BEGIN
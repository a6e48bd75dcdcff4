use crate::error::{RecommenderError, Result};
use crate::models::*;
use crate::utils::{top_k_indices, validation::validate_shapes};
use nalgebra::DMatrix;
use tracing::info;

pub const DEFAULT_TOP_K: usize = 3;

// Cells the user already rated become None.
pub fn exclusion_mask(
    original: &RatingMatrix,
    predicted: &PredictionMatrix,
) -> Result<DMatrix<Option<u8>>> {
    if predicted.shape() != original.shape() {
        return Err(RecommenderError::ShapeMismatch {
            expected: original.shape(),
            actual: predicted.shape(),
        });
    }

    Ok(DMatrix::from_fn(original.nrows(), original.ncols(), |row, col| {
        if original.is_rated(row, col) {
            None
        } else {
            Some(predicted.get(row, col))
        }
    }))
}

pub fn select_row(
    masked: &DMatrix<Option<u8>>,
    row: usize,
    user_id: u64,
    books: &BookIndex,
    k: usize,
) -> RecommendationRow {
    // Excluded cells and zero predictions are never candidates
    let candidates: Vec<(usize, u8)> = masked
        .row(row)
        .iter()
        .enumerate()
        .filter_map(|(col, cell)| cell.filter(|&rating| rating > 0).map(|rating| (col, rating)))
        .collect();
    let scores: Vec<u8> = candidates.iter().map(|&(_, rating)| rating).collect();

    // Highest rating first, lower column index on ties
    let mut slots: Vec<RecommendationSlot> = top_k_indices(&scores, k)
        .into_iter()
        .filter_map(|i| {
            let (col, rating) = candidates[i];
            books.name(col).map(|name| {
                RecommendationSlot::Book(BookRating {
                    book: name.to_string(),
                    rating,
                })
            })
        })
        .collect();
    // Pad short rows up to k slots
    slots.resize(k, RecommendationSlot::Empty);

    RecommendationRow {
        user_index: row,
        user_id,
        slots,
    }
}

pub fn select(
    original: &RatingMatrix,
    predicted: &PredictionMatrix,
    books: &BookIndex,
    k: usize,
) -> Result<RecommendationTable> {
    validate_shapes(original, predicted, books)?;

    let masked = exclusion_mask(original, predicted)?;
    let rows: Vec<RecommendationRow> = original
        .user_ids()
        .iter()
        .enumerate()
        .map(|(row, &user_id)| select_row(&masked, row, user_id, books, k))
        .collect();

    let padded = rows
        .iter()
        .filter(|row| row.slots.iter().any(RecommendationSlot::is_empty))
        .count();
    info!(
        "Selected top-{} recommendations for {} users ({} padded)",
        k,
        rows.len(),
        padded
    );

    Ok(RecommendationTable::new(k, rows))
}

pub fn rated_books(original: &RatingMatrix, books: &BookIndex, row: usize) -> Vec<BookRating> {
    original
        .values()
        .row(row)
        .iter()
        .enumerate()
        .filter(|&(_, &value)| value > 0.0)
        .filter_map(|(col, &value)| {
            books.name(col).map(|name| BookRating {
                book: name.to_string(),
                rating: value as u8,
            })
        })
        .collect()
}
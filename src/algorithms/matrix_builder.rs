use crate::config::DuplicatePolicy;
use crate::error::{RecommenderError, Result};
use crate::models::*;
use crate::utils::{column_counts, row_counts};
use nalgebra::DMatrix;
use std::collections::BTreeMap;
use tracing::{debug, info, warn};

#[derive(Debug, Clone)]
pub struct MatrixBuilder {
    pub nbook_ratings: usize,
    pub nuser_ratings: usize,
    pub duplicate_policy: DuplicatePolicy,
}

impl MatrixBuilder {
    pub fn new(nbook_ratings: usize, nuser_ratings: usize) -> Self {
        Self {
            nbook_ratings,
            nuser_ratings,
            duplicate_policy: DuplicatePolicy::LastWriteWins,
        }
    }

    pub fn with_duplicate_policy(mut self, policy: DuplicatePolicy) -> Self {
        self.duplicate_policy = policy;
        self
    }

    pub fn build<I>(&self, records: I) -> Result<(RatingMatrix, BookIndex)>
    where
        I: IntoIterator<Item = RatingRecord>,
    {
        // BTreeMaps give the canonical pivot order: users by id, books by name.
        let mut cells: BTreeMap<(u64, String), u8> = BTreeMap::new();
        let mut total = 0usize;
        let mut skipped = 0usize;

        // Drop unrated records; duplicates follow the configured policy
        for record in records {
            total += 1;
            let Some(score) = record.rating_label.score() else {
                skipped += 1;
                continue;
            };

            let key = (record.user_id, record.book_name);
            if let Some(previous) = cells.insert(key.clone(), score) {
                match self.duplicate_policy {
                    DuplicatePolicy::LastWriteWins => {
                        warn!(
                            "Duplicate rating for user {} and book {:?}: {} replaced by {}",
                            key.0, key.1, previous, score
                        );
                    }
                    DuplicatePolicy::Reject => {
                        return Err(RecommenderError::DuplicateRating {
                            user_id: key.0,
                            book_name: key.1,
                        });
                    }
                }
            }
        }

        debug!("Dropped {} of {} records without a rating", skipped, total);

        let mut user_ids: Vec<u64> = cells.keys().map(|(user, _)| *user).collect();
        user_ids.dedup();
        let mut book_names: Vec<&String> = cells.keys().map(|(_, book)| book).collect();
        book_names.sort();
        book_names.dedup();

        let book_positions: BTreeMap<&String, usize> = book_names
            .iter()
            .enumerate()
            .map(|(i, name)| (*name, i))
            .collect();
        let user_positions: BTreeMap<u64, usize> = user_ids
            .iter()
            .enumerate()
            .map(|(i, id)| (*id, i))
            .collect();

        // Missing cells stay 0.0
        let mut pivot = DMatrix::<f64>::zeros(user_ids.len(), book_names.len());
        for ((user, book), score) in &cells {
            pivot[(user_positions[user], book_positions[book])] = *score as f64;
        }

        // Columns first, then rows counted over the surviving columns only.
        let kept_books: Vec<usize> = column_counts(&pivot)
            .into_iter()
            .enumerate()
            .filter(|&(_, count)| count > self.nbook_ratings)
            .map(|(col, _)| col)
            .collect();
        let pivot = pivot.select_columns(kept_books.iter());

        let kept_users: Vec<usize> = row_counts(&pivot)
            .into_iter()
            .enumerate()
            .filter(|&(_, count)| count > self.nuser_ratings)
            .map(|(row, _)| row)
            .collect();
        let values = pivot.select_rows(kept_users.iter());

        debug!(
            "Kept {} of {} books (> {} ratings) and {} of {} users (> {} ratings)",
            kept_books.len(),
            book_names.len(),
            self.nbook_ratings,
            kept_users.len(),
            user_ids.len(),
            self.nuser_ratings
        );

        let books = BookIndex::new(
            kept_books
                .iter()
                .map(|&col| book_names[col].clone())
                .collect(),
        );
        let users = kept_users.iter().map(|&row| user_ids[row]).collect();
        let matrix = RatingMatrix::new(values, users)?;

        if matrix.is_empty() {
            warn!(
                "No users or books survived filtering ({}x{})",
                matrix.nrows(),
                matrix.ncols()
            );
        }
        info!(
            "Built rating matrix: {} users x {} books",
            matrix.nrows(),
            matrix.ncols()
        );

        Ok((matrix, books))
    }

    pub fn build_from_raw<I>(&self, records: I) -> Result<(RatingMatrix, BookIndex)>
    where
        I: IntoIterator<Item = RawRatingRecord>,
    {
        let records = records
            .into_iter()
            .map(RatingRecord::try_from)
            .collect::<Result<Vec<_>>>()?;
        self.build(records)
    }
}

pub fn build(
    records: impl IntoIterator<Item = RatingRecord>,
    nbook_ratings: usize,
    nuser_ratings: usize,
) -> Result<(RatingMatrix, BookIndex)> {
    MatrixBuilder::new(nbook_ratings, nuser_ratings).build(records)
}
END
Using the data above, reproduce exactly the lines from the line that contains "book_names.sort();" through the line that contains "let kept_books: Vec<usize>", including both.

        book_names.sort();
        book_names.dedup();

        let book_positions: BTreeMap<&String, usize> = book_names
            .iter()
            .enumerate()
            .map(|(i, name)| (*name, i))
            .collect();
        let user_positions: BTreeMap<u64, usize> = user_ids
            .iter()
            .enumerate()
            .map(|(i, id)| (*id, i))
            .collect();

        // Missing cells stay 0.0
        let mut pivot = DMatrix::<f64>::zeros(user_ids.len(), book_names.len());
        for ((user, book), score) in &cells {
            pivot[(user_positions[user], book_positions[book])] = *score as f64;
        }

        // Columns first, then rows counted over the surviving columns only.
        let kept_books: Vec<usize> = column_counts(&pivot)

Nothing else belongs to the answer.